Apa daya, Supriadi dan kawan-kawan lainnya pun terpaksa meminta bantuan orang lain. “Kami sebenarnya tak ingin menyusahkan orang lain, tapi kalau akses bagi kami tak diberi, bagaimana kami bisa mandiri?” tanyanya lagi.
Menyerahkah Supriadi? Tidak! Di gedung dewan itu, Supriadi bicara dengan lantang akan nasib para penyandang cacat korban gempa Klaten 2006. Ia bicara dengan kejujuran hatinya tentang segala penderitaan para korban gempa yang mulai kehilangan harapan. Banyak orang—tak terkecuali pemerintah—menyangka bahwa tragedi gempa itu telah berlalu. Namun, bagi penyandang cacat, itu adalah awal mula penderitaan mereka. Sebagai kepala keluarga, mereka tak lagi bisa kerja. Anak-anak mereka sekolah putus, sebagian dari mereka bahkan telah meregang nyawa lantaran terserang penyakit dicubitus. “Kami mulai merepotkan keluarga, membebani orang lain, dan dianggap sebelah mata oleh masyarakat,” jelasnya.
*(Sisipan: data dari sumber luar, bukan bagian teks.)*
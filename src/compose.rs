//! Running a whole merge plan: load, merge, validate.

use tracing::{info, instrument};

use crate::{
    domain::{Config, MergedDocument, Provenance},
    merge::{merge, DuplicateIdentifierError, MergeError},
    storage::{load, load_all, loader::Problem, LoadedSource, MalformedSourceError},
    validation::{validate, ValidationReport},
};

/// The result of running a merge plan.
#[derive(Debug, Clone)]
pub struct Composition {
    /// Every source, base first, in merge order.
    pub sources: Vec<LoadedSource>,
    /// The merged document.
    pub merged: MergedDocument,
    /// Validation of the merged document.
    pub report: ValidationReport,
}

/// Errors that prevent a merge plan from producing a document.
#[derive(Debug, thiserror::Error)]
pub enum ComposeError {
    /// A source could not be loaded.
    #[error(transparent)]
    Load(#[from] MalformedSourceError),
    /// The sources could not be merged.
    #[error(transparent)]
    Merge(#[from] MergeError),
}

impl ComposeError {
    /// The duplicated identifier, if a source defines one twice.
    ///
    /// A repeated key within one section is caught while loading, the same
    /// identifier in two sections of one source while merging.
    #[must_use]
    pub const fn duplicate(&self) -> Option<&DuplicateIdentifierError> {
        match self {
            Self::Load(MalformedSourceError {
                problem: Problem::Duplicate(duplicate),
                ..
            })
            | Self::Merge(MergeError::Duplicate(duplicate)) => Some(duplicate),
            _ => None,
        }
    }
}

/// Loads the base and every extension named by `config`, merges them in
/// order and validates the result.
///
/// Nothing is written; see [`crate::storage::Artifact`] for that.
///
/// # Errors
///
/// Returns [`ComposeError`] if any source fails to load or the merge fails.
/// Dangling references are not an error here; they are listed in the
/// report.
#[instrument(skip_all, fields(project = %config.project_name))]
pub fn compose(config: &Config) -> Result<Composition, ComposeError> {
    let base = load(&config.base, Some(Provenance::base()))?;
    let extensions = load_all(&config.extensions)?;

    let merged = merge(
        base.document.clone(),
        extensions
            .iter()
            .map(|source| source.document.clone())
            .collect(),
    )?;
    let report = validate(&merged);

    info!(
        sources = extensions.len() + 1,
        entities = merged.len(),
        renames = merged.renames().len(),
        dangling = report.dangling.len(),
        "composed requirements"
    );

    let mut sources = Vec::with_capacity(extensions.len() + 1);
    sources.push(base);
    sources.extend(extensions);

    Ok(Composition {
        sources,
        merged,
        report,
    })
}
Beruntung, Supriadi tak kehilangan pijar harapan itu. Bersama rekan-rekannya, ia bangkit. Mereka pun membentuk Spinal Cord Injury (SCI), sebuah organisasi kaum cacat untuk memperjuangkan hak-haknya, berbagi pengetahuan, serta wadah untuk berbagi kegiatan yang berguna bagi orang lain. Atas perjuangannya itu pula, mereka bahkan telah menghasilkan film dokumenter yang kesemua prosesnya dikerjakan di atas kursi roda. “Dan film ini adalah kesaksian kami,” pungkasnya.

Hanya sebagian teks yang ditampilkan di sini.